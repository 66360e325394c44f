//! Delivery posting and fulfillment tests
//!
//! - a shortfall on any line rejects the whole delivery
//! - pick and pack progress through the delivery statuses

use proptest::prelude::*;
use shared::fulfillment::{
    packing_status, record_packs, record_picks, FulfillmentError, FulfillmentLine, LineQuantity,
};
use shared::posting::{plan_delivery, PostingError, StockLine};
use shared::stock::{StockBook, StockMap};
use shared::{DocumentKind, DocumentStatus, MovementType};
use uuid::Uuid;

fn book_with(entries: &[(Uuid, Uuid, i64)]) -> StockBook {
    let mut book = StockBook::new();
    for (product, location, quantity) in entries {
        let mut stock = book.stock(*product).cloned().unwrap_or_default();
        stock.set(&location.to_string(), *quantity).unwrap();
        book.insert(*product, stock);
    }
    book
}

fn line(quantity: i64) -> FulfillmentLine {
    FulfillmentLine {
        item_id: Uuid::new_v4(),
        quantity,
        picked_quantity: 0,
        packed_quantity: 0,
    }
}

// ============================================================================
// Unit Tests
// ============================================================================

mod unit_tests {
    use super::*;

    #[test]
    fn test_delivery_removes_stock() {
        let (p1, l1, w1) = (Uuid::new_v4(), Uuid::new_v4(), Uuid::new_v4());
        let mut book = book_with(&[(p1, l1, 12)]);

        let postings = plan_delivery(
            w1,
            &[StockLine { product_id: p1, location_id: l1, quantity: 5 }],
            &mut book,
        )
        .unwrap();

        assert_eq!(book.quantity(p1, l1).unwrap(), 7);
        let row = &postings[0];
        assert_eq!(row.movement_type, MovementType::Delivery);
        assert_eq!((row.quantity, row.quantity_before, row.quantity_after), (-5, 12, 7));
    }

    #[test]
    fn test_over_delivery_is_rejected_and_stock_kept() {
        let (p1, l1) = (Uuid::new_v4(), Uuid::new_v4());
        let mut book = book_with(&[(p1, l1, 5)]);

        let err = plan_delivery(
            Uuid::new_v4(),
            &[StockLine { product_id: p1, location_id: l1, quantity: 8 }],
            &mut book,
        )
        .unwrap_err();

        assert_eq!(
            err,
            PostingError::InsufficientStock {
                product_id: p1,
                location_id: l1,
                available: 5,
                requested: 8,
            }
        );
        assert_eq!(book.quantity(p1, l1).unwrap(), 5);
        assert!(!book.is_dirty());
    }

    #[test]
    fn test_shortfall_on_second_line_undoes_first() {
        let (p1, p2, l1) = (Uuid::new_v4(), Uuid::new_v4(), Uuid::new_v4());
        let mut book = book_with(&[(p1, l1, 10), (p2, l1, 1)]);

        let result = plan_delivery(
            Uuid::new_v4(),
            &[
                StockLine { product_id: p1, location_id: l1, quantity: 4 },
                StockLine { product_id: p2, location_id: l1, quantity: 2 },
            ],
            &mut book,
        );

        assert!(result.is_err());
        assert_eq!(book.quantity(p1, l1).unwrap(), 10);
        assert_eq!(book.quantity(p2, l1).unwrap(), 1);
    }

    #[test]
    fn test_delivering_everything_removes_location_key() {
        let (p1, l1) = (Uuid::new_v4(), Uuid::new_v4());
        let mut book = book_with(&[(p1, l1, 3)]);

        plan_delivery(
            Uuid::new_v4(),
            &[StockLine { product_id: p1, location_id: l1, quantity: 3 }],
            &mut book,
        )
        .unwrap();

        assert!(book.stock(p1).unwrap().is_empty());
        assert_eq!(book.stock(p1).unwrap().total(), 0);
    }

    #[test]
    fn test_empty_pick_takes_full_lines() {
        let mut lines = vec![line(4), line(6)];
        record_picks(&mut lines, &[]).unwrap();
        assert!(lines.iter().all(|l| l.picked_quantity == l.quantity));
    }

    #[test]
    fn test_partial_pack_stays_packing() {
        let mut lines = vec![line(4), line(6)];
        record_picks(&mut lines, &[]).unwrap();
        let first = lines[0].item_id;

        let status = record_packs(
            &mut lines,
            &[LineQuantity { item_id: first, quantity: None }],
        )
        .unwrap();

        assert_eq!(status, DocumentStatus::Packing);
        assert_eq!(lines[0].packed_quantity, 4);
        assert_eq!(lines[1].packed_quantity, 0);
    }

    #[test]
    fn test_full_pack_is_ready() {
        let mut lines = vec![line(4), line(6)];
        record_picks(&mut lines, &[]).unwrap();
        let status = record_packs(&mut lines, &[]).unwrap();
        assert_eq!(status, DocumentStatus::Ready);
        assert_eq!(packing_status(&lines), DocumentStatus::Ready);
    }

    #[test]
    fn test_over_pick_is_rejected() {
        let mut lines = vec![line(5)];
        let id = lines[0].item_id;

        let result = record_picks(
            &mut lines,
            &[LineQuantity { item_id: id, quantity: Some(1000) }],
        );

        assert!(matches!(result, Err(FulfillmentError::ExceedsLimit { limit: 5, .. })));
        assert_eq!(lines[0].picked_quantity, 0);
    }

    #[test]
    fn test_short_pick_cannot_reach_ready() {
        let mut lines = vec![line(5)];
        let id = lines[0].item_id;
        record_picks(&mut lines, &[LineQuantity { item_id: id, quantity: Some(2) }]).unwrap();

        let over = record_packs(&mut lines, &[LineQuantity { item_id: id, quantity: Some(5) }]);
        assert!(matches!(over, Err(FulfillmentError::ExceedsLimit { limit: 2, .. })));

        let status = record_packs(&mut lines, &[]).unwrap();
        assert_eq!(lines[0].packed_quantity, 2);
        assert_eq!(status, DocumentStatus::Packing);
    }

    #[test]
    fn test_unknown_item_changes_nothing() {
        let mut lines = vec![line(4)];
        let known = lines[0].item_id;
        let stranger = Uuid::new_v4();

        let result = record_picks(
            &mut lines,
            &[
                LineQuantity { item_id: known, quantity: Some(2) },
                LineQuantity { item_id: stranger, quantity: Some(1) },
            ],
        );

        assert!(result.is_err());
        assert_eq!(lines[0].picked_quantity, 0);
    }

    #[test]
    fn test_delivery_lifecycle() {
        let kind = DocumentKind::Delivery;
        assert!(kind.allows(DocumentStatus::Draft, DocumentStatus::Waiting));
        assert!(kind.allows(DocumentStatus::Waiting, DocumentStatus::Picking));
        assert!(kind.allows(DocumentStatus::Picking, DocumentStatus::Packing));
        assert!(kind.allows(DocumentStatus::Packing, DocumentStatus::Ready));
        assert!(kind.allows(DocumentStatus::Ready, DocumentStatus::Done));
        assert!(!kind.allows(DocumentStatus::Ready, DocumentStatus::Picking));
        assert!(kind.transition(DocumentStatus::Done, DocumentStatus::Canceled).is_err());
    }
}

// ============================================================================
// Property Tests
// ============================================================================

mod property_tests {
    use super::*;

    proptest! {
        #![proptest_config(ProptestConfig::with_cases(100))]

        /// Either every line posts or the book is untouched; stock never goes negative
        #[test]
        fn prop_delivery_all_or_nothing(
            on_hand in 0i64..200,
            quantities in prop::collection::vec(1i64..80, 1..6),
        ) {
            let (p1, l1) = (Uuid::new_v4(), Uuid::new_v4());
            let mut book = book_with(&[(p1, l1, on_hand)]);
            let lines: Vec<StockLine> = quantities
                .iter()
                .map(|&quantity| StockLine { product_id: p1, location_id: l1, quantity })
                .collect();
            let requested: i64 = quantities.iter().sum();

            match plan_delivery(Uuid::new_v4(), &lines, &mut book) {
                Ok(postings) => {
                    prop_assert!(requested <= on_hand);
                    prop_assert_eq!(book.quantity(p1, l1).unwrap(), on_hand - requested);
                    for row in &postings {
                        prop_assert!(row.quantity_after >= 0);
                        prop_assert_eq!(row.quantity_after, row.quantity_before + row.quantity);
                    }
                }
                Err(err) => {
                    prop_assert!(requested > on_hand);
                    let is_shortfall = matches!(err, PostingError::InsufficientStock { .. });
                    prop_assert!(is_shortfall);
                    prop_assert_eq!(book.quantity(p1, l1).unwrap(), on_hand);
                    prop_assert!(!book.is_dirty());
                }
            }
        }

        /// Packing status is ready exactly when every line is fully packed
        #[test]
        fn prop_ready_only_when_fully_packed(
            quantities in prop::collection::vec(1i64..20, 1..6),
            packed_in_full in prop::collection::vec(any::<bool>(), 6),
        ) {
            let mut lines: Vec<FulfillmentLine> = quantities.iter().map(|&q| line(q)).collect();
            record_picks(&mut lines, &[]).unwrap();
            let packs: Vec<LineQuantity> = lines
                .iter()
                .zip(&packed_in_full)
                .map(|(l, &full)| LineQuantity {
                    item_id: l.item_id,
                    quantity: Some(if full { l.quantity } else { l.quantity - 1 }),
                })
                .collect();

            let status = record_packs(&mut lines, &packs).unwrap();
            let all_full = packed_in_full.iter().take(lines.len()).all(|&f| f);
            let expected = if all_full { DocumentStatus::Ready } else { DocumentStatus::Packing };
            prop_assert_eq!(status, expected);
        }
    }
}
★ ★ ★ ★ ★ ★ ★
• **Your goal**: From the records above, copy every line that includes the word "stranger".

• **Final answer**:
        let stranger = Uuid::new_v4();
                LineQuantity { item_id: stranger, quantity: Some(1) },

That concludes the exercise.